Un discours parmi tant d’autres, franchement désarmant, qui est souvent tenu malheureusement également par certains « opérateurs» de l’esprit est celui de la responsabilité, un discours qui souvent alimente au sein des familles un état de peine conflictuelle et nourrit de profonds et douloureux sentiments de culpabilité  particulièrement pour les parents.  C’est un discours qui, en observant de plus près la situation, avec une loupe constituée par l’enquête psychoanalytique perd une grande partie de son fondement et acquiert une certaine relativité.  Parce que, l’histoire conflictuelle qui alimente la situation de toxicomanie chez le seul membre de la famille a commencé bien avant, il y a plusieurs générations, elle a trouvé chez d’autres membres de la famille d’autres modalités de représentation (maladies somatiques graves, déceptions sentimentales ou dans le travail, conduites sociales dangereuses ou divagantes etc..), et seulement actuellement, le même trauma transgénérationnel porte les stigmates de la toxicomanie.
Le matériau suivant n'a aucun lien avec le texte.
use std::sync::atomic::{AtomicUsize, Ordering};
use std::sync::Arc;
use std::time::Duration;

// --- Simple Histogram Implementation ---

/// A basic concurrent histogram storing count and sum.
///
/// Suitable for simple latency tracking without percentile information.
#[derive(Debug, Default)]
pub struct SimpleHistogram {
  count: AtomicUsize,
  sum_micros: AtomicUsize,
}

impl SimpleHistogram {
  /// Records a duration observation in the histogram.
  pub fn record(&self, duration: Duration) {
    self.count.fetch_add(1, Ordering::Relaxed);
    self.sum_micros.fetch_add(
      duration.as_micros().try_into().unwrap_or(usize::MAX),
      Ordering::Relaxed,
    );
  }

  pub fn get_count(&self) -> usize {
    self.count.load(Ordering::Relaxed)
  }

  /// Total of all recorded durations, in microseconds.
  pub fn get_sum_micros(&self) -> usize {
    self.sum_micros.load(Ordering::Relaxed)
  }
}

// --- Main Metrics Struct (Internal State) ---

/// Monotonic counters describing what the queue has done since it was built.
///
/// Cloning only clones the `Arc`s; dispatchers and execution tasks share one
/// set of counters. Current-state figures (how many jobs are pending or
/// running right now) come from [`JobQueue::stats`](crate::JobQueue::stats)
/// instead.
#[derive(Debug, Clone, Default)]
pub struct QueueMetrics {
  /// Jobs accepted by `submit` (deduplicated resubmissions are not counted).
  pub jobs_submitted: Arc<AtomicUsize>,
  /// Submissions dropped because the worker name was not registered.
  pub submissions_dropped: Arc<AtomicUsize>,
  /// Attempts launched by dispatchers (first runs and retries).
  pub attempts_started: Arc<AtomicUsize>,
  /// Attempts whose handler returned `Ok(())`.
  pub attempts_succeeded: Arc<AtomicUsize>,
  /// Attempts whose handler returned an error or panicked.
  pub attempts_failed: Arc<AtomicUsize>,
  /// Attempts whose handler panicked (also counted in `attempts_failed`).
  pub attempts_panicked: Arc<AtomicUsize>,
  /// Retries scheduled after a failed attempt.
  pub jobs_retried: Arc<AtomicUsize>,
  /// Jobs that exhausted their retries.
  pub jobs_permanently_failed: Arc<AtomicUsize>,
  /// Successful `cancel` calls.
  pub jobs_cancelled: Arc<AtomicUsize>,
  /// Heap entries discarded by a dispatcher because their job was cancelled
  /// or replaced.
  pub entries_discarded: Arc<AtomicUsize>,
  /// Wall-clock duration of each attempt.
  pub execution_duration: Arc<SimpleHistogram>,
}

impl QueueMetrics {
  /// Creates a new `QueueMetrics` instance with all counters initialized to zero.
  pub fn new() -> Self {
    Self::default()
  }

  pub(crate) fn incr(counter: &AtomicUsize) {
    counter.fetch_add(1, Ordering::Relaxed);
  }

  /// Creates a snapshot of the current metric values.
  pub fn snapshot(&self) -> MetricsSnapshot {
    let order = Ordering::Relaxed;

    MetricsSnapshot {
      jobs_submitted: self.jobs_submitted.load(order),
      submissions_dropped: self.submissions_dropped.load(order),
      attempts_started: self.attempts_started.load(order),
      attempts_succeeded: self.attempts_succeeded.load(order),
      attempts_failed: self.attempts_failed.load(order),
      attempts_panicked: self.attempts_panicked.load(order),
      jobs_retried: self.jobs_retried.load(order),
      jobs_permanently_failed: self.jobs_permanently_failed.load(order),
      jobs_cancelled: self.jobs_cancelled.load(order),
      entries_discarded: self.entries_discarded.load(order),
      execution_duration_count: self.execution_duration.get_count(),
      execution_duration_sum_micros: self.execution_duration.get_sum_micros(),
    }
  }
}

// --- Metrics Snapshot Struct (Public Data) ---

/// A snapshot of the queue's metrics at a specific point in time.
#[derive(Debug, Clone, PartialEq, Eq, Default)]
#[cfg_attr(feature = "serde", derive(serde::Serialize, serde::Deserialize))]
pub struct MetricsSnapshot {
  pub jobs_submitted: usize,
  pub submissions_dropped: usize,
  pub attempts_started: usize,
  pub attempts_succeeded: usize,
  pub attempts_failed: usize,
  pub attempts_panicked: usize,
  pub jobs_retried: usize,
  pub jobs_permanently_failed: usize,
  pub jobs_cancelled: usize,
  pub entries_discarded: usize,
  pub execution_duration_count: usize,
  pub execution_duration_sum_micros: usize,
}

impl MetricsSnapshot {
  /// Mean attempt duration in microseconds, or `None` if nothing has run.
  pub fn mean_execution_duration_micros(&self) -> Option<f64> {
    if self.execution_duration_count == 0 {
      None
    } else {
      Some(self.execution_duration_sum_micros as f64 / self.execution_duration_count as f64)
    }
  }

  pub fn mean_execution_duration(&self) -> Option<Duration> {
    self
      .mean_execution_duration_micros()
      .map(|micros| Duration::from_micros(micros as u64))
  }
}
Souvent, usant cette précieuse méthode utilisée par l’école micropsychoanalytique qui est l’étude généalogique et qui consiste en une méticuleuse recherche sur la base de sources de documentation diverses, telles que lettres, photographies, archives de famille, photos des maisons etc., le jeune toxicomane a la possibilité de reconnaître, dans des tentatives qui ont intéressé les générations qui l’ont précédé, le même terrain chargé de pulsions de mort qui le caractérise.
Ce contrôle de la réalité, s’il est partagé par le groupe familial actuel, sera une source de grand soulagement, premièrement parce que, avoir la perception qu’il s’agit de faits traumatiques qui se reproduisent sous des formes diverses, atténue l’intensité dramatique artificielle de la pathétique et incompréhensible sensation d’étrangeté de ce qui survient et constitue  une première rencontre de familiarité entre le jeune et sa famille.  La claire perception d’événements traumatiques qui se succèdent au cours des générations, prive la toxicomanie de ce sens brûlant d’irrémédiable, d’épouvantable extranéité, d’élucubrations diaboliques, je me souviens que, lorsque j’étais enfant, les gens parlant de maladies, n’osaient évoquer les mots «tumeurs malignes ». 
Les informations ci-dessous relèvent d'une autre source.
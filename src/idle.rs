use tokio::sync::watch;
use tokio_util::sync::CancellationToken;

/// Process-wide idle flag with broadcast wake-up.
///
/// Backed by a `watch` channel: every waiter parked in [`IdleSignal::wait_idle`]
/// is released together when the flag flips to idle, and a later switch back to
/// busy re-arms the wait for new waiters. The flag has its own lock, separate
/// from the queue's coordinating lock.
#[derive(Debug)]
pub(crate) struct IdleSignal {
  tx: watch::Sender<bool>,
}

impl IdleSignal {
  pub fn new() -> Self {
    let (tx, _rx) = watch::channel(false);
    Self { tx }
  }

  /// Updates the flag. Returns true if the value changed.
  pub fn set(&self, idle: bool) -> bool {
    self.tx.send_if_modified(|current| {
      if *current == idle {
        false
      } else {
        *current = idle;
        true
      }
    })
  }

  pub fn is_idle(&self) -> bool {
    *self.tx.borrow()
  }

  /// Waits until the system is idle or `shutdown` fires.
  /// Returns true if idle was observed.
  pub async fn wait_idle(&self, shutdown: &CancellationToken) -> bool {
    let mut rx = self.tx.subscribe();
    tokio::select! {
      biased;
      _ = shutdown.cancelled() => false,
      res = rx.wait_for(|idle| *idle) => res.is_ok(),
    }
  }
}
Cela constitue le premier pas important; être conscient que le cas de toxicomanie n’est pas le premier événement qui, venant à secouer l'idéalisation rétroactive de chaque Histoire de la Famille parvient à en tourmenter tous les membres.  Le jeune découvre ainsi, la façon de se décharger du grave fardeau de non-appartenance qui lui donne l’impression d’être un monstre sans racines.
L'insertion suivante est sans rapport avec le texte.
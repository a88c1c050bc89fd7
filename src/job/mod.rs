pub mod context;

use std::any::Any;
use std::fmt;
use std::future::Future;
use std::pin::Pin;
use std::sync::Arc;

use chrono::{DateTime, Utc};
use uuid::Uuid;

use self::context::JobContext;

// --- Public Type Aliases ---

/// Identifier of a submitted job. Either supplied by the caller through
/// [`JobOptions::with_id`] or generated (UUID v4) at submission time.
pub type JobId = String;

/// Maximum number of retry attempts a worker allows after the first failure.
pub type MaxRetries = u32;

/// Error type returned by job handlers.
pub type HandlerError = Box<dyn std::error::Error + Send + Sync + 'static>;

/// The future a handler produces for one execution attempt.
pub type HandlerFuture = Pin<Box<dyn Future<Output = Result<(), HandlerError>> + Send + 'static>>;

/// The function type workers execute.
///
/// Invoked once per attempt with the attempt's [`JobContext`] and a snapshot of
/// the job. The returned error is the sole retry trigger; panics are caught by
/// the executor and treated as failures.
pub type BoxedJobFn = Box<dyn Fn(JobContext, Job) -> HandlerFuture + Send + Sync + 'static>;

// --- Status ---

/// Lifecycle state of a job.
///
/// `Pending -> Running -> {Completed | Failed | Cancelled}`, plus
/// `Running -> Pending` when a failed attempt is scheduled for retry.
/// `Cancelled` is reachable from `Pending` or `Running`.
#[derive(Debug, Clone, Copy, PartialEq, Eq, Hash)]
#[cfg_attr(feature = "serde", derive(serde::Serialize, serde::Deserialize))]
#[cfg_attr(feature = "serde", serde(rename_all = "lowercase"))]
pub enum JobStatus {
  Pending,
  Running,
  Completed,
  Failed,
  Cancelled,
}

impl JobStatus {
  /// True for `Pending` and `Running`.
  pub fn is_in_flight(self) -> bool {
    matches!(self, JobStatus::Pending | JobStatus::Running)
  }

  /// True for `Completed`, `Failed` and `Cancelled`.
  pub fn is_terminal(self) -> bool {
    !self.is_in_flight()
  }
}

impl fmt::Display for JobStatus {
  fn fmt(&self, f: &mut fmt::Formatter<'_>) -> fmt::Result {
    let s = match self {
      JobStatus::Pending => "pending",
      JobStatus::Running => "running",
      JobStatus::Completed => "completed",
      JobStatus::Failed => "failed",
      JobStatus::Cancelled => "cancelled",
    };
    f.write_str(s)
  }
}

// --- Payload ---

/// Opaque value attached to a job at submission and handed unchanged to the
/// handler. Cloning only clones the inner `Arc`.
#[derive(Clone)]
pub struct Payload(Arc<dyn Any + Send + Sync>);

impl Payload {
  pub fn new<T: Any + Send + Sync>(value: T) -> Self {
    Self(Arc::new(value))
  }

  /// Returns the payload as `T` if that is the type it was submitted with.
  pub fn downcast_ref<T: Any>(&self) -> Option<&T> {
    self.0.downcast_ref::<T>()
  }

  pub fn is<T: Any>(&self) -> bool {
    self.0.is::<T>()
  }
}

impl fmt::Debug for Payload {
  fn fmt(&self, f: &mut fmt::Formatter<'_>) -> fmt::Result {
    f.write_str("Payload(<opaque>)")
  }
}

// --- Submission Options ---

/// Per-submission overrides applied by [`JobQueue::submit`](crate::JobQueue::submit).
///
/// ```
/// use chrono::{Duration, Utc};
/// use jobq::JobOptions;
///
/// let opts = JobOptions::new()
///   .with_id("recording-42")
///   .with_priority(5)
///   .with_schedule_at(Utc::now() + Duration::seconds(30));
/// # let _ = opts;
/// ```
#[derive(Debug, Clone, Default)]
pub struct JobOptions {
  pub(crate) id: Option<JobId>,
  pub(crate) priority: i64,
  pub(crate) schedule_at: Option<DateTime<Utc>>,
}

impl JobOptions {
  pub fn new() -> Self {
    Self::default()
  }

  /// Sets the job priority. Higher values dispatch sooner. Defaults to 0.
  pub fn with_priority(mut self, priority: i64) -> Self {
    self.priority = priority;
    self
  }

  /// Defers the job: it is not dispatched before `at`.
  pub fn with_schedule_at(mut self, at: DateTime<Utc>) -> Self {
    self.schedule_at = Some(at);
    self
  }

  /// Uses an explicit job id instead of a generated one. Submitting an id whose
  /// job is still pending or running returns that id without creating a job.
  pub fn with_id(mut self, id: impl Into<JobId>) -> Self {
    self.id = Some(id.into());
    self
  }
}

// --- Job ---

/// A point-in-time copy of a job's state.
///
/// Returned by [`JobQueue::get_status`](crate::JobQueue::get_status) and
/// [`JobQueue::list_jobs`](crate::JobQueue::list_jobs), and passed to handlers.
/// Mutating a snapshot has no effect on the queue.
#[derive(Debug, Clone)]
pub struct Job {
  pub id: JobId,
  /// Name of the worker this job belongs to.
  pub worker: String,
  pub priority: i64,
  /// Earliest time the job may be dispatched. Set for deferred submissions
  /// and for retries waiting out their backoff.
  pub schedule_at: Option<DateTime<Utc>>,
  pub payload: Payload,
  pub status: JobStatus,
  pub created_at: DateTime<Utc>,
  pub started_at: Option<DateTime<Utc>>,
  pub completed_at: Option<DateTime<Utc>>,
  pub retry_count: u32,
  pub max_retries: MaxRetries,
  /// Message of the most recent failed attempt.
  pub last_error: Option<String>,
}

impl Job {
  pub(crate) fn new(
    worker: &str,
    payload: Payload,
    options: JobOptions,
    max_retries: MaxRetries,
  ) -> Self {
    Self {
      id: options.id.unwrap_or_else(|| Uuid::new_v4().to_string()),
      worker: worker.to_string(),
      priority: options.priority,
      schedule_at: options.schedule_at,
      payload,
      status: JobStatus::Pending,
      created_at: Utc::now(),
      started_at: None,
      completed_at: None,
      retry_count: 0,
      max_retries,
      last_error: None,
    }
  }

  /// True when the job carries a `schedule_at` later than `now`.
  pub fn is_deferred(&self, now: DateTime<Utc>) -> bool {
    self.schedule_at.is_some_and(|at| at > now)
  }
}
S’il entreprend et porte à bonne fin une recherche psychoanalytique doucement, très doucement ainsi qu’une neutralisation progressive de l’état conflictuel inconscient qui nourrit le besoin de drogues, il aura l’occasion de découvrir que l’ambivalence torturante qui le pousse à entrer en conflit avec ses parents et le monde entier, est seulement la énième réplique, un script pour acteurs inconscients, un scénario de représentations et d’affects, qui a une origine lointaine et pour lequel les codes d’expressions ont été égarés.  Donner une voix à ce lointain, traumatique passé, est l’unique manière que nous avons pour le rendre énergétiquement inerte.  Et surtout d’une manière définitive.